Progress Quest parodies the stat-gathering aspect of role-playing video games, in which the player advances their character by accumulating arbitrary statistic points. EverQuest and many other MMORPGs of its time are infamous for their "auto-attack" combat system, where players press a button to initiate combat mode and, from then on, have little to do other than watch; Progress Quest mocks this with its totally non-interactive gameplay after the initial character setup. Progress Quest also pokes fun at traditional RPG races, classes, stories, quests, items, and more.

The program was made available by Eric Fredricksen in early 2002. Fans quickly joined in on the parody by submitting numerous reviews to several popular freeware download sites and game review sites giving Progress Quest the highest scores possible.

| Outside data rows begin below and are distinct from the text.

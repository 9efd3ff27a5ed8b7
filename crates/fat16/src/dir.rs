//! Root directory records.
//!
//! ```text
//! [0..8]   name, space padded
//! [8..11]  extension, space padded
//! [11]     attributes
//! [12..22] reserved
//! [22..24] time
//! [24..26] date
//! [26..28] start cluster  u16 le
//! [28..32] size in bytes  u32 le
//! ```

/// Size of one directory record.
pub const ENTRY_SIZE: usize = 32;

/// Classification by the first name byte.
#[derive(Debug, Clone, Copy, PartialEq, Eq)]
#[cfg_attr(feature = "defmt", derive(defmt::Format))]
pub enum EntryKind {
    /// `0x00`: never used.
    Unused,
    /// `0xE5`: deleted.
    Deleted,
    /// `0x05`: live entry whose real first byte is `0xE5`.
    Escaped,
    /// `0x2E`: `.` / `..` directory link.
    Directory,
    /// Anything else.
    Regular,
}

impl EntryKind {
    /// Classify a record from its first byte.
    #[must_use]
    pub fn classify(first: u8) -> Self {
        match first {
            0x00 => Self::Unused,
            0xE5 => Self::Deleted,
            0x05 => Self::Escaped,
            0x2E => Self::Directory,
            _ => Self::Regular,
        }
    }
}

/// An 8.3 name as stored on disk: upper case, space padded.
#[derive(Debug, Clone, Copy, PartialEq, Eq, Hash)]
#[cfg_attr(feature = "defmt", derive(defmt::Format))]
pub struct ShortName {
    /// Base name.
    pub name: [u8; 8],
    /// Extension.
    pub ext: [u8; 3],
}

impl ShortName {
    /// Build from a base name and extension.
    ///
    /// Returns `None` if either part is too long for 8.3 or contains a
    /// non-ASCII byte.
    pub fn new(name: &str, ext: &str) -> Option<Self> {
        Some(Self {
            name: pad(name)?,
            ext: pad(ext)?,
        })
    }

    /// Base name with trailing padding removed.
    pub fn base(&self) -> &[u8] {
        trim(&self.name)
    }

    /// Extension with trailing padding removed.
    pub fn extension(&self) -> &[u8] {
        trim(&self.ext)
    }
}

fn pad<const N: usize>(part: &str) -> Option<[u8; N]> {
    if part.len() > N || !part.is_ascii() {
        return None;
    }
    let mut out = [b' '; N];
    for (dst, src) in out.iter_mut().zip(part.bytes()) {
        *dst = src.to_ascii_uppercase();
    }
    Some(out)
}

fn trim(field: &[u8]) -> &[u8] {
    let len = field.iter().rposition(|&b| b != b' ').map_or(0, |i| i + 1);
    field.get(..len).unwrap_or_default()
}

/// A decoded root directory record.
#[derive(Debug, Clone, Copy, PartialEq, Eq)]
#[cfg_attr(feature = "defmt", derive(defmt::Format))]
pub struct DirectoryEntry {
    /// 8.3 name exactly as stored.
    pub name: ShortName,
    /// Classification from the first name byte.
    pub kind: EntryKind,
    /// Attribute byte.
    pub attributes: u8,
    /// First cluster of the file's chain.
    pub start_cluster: u16,
    /// File length in bytes.
    pub size: u32,
}

impl DirectoryEntry {
    /// Decode one 32-byte record.
    #[must_use]
    pub fn parse(raw: &[u8; ENTRY_SIZE]) -> Self {
        let mut name = ShortName {
            name: [0; 8],
            ext: [0; 3],
        };
        let (base, rest) = raw.split_at(8);
        let (ext, _) = rest.split_at(3);
        name.name.copy_from_slice(base);
        name.ext.copy_from_slice(ext);

        let [.., c0, c1, s0, s1, s2, s3] = *raw;
        Self {
            name,
            kind: EntryKind::classify(name.name[0]),
            attributes: raw[11],
            start_cluster: u16::from_le_bytes([c0, c1]),
            size: u32::from_le_bytes([s0, s1, s2, s3]),
        }
    }

    /// Whether this is a live regular file with extension `ext`.
    #[must_use]
    pub fn is_regular_with_extension(&self, ext: &[u8; 3]) -> bool {
        self.kind == EntryKind::Regular && self.name.ext.eq_ignore_ascii_case(ext)
    }
}

#[cfg(test)]
#[allow(clippy::indexing_slicing, clippy::unwrap_used)]
mod tests {
    use super::*;

    fn record(name: &[u8; 11], cluster: u16, size: u32) -> [u8; ENTRY_SIZE] {
        let mut raw = [0u8; ENTRY_SIZE];
        raw[..11].copy_from_slice(name);
        raw[11] = 0x20;
        raw[26..28].copy_from_slice(&cluster.to_le_bytes());
        raw[28..32].copy_from_slice(&size.to_le_bytes());
        raw
    }

    #[test]
    fn classifies_first_byte() {
        assert_eq!(EntryKind::classify(0x00), EntryKind::Unused);
        assert_eq!(EntryKind::classify(0xE5), EntryKind::Deleted);
        assert_eq!(EntryKind::classify(0x05), EntryKind::Escaped);
        assert_eq!(EntryKind::classify(0x2E), EntryKind::Directory);
        assert_eq!(EntryKind::classify(b'S'), EntryKind::Regular);
    }

    #[test]
    fn parses_record_fields() {
        let entry = DirectoryEntry::parse(&record(b"SONG01  WAV", 7, 88_244));
        assert_eq!(entry.name, ShortName::new("song01", "wav").unwrap());
        assert_eq!(entry.kind, EntryKind::Regular);
        assert_eq!(entry.start_cluster, 7);
        assert_eq!(entry.size, 88_244);
        assert!(entry.is_regular_with_extension(b"WAV"));
        assert!(!entry.is_regular_with_extension(b"MP3"));
    }

    #[test]
    fn deleted_entry_never_matches_extension() {
        let entry = DirectoryEntry::parse(&record(b"\xE5ONG01  WAV", 7, 10));
        assert!(!entry.is_regular_with_extension(b"WAV"));
    }

    #[test]
    fn short_name_pads_and_uppercases() {
        let n = ShortName::new("a", "wv").unwrap();
        assert_eq!(&n.name, b"A       ");
        assert_eq!(&n.ext, b"WV ");
        assert_eq!(n.base(), b"A");
        assert_eq!(n.extension(), b"WV");
    }

    #[test]
    fn short_name_rejects_long_parts() {
        assert!(ShortName::new("TOOLONGNAME", "WAV").is_none());
        assert!(ShortName::new("OK", "WAVE").is_none());
    }
}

The game has been updated several times throughout its history. One particular upgrade added shaded bars to the screen, which caused some players to refer to the new version as Progress Quest 3D. On the game's now-deleted official forums, a popular in-joke leads newbies to believe that there exist Silver, Gold, Platinum or even Diamond-encrusted DVD versions of the game which have enhanced 3D graphics. Fake "Progress Quest" screenshots from other games, obscure 3D RPGs, helped spread this rumour.

In May 2011, Eric Fredricksen released the source code of the game on Bitbucket.

==Reception==
Critics have commented that, despite the automatic progress, Progress Quest was an enjoyable experience. Reviewer Nick Hide compared this with other MMORPGs in which players persevere through dull tasks, just to level up or obtain a new item, owing to an emotional attachment with the character.

Progress Quest arguably represents the first example of a genre of casual game called the "idle RPG" or "incremental game", popular on certain web sites. These games generally feature a complex progress system in which progress is made automatically with the passage of time, but unlike Progress Quest, there are often decisions to be made by the player in terms of allocating resources between stats that do affect the game in order that the idled time should be used as efficiently as possible.

Bethesda Game Studios executive producer Todd Howard stated that Progress Quest influenced the Fallout mobile spin-off Fallout Shelter.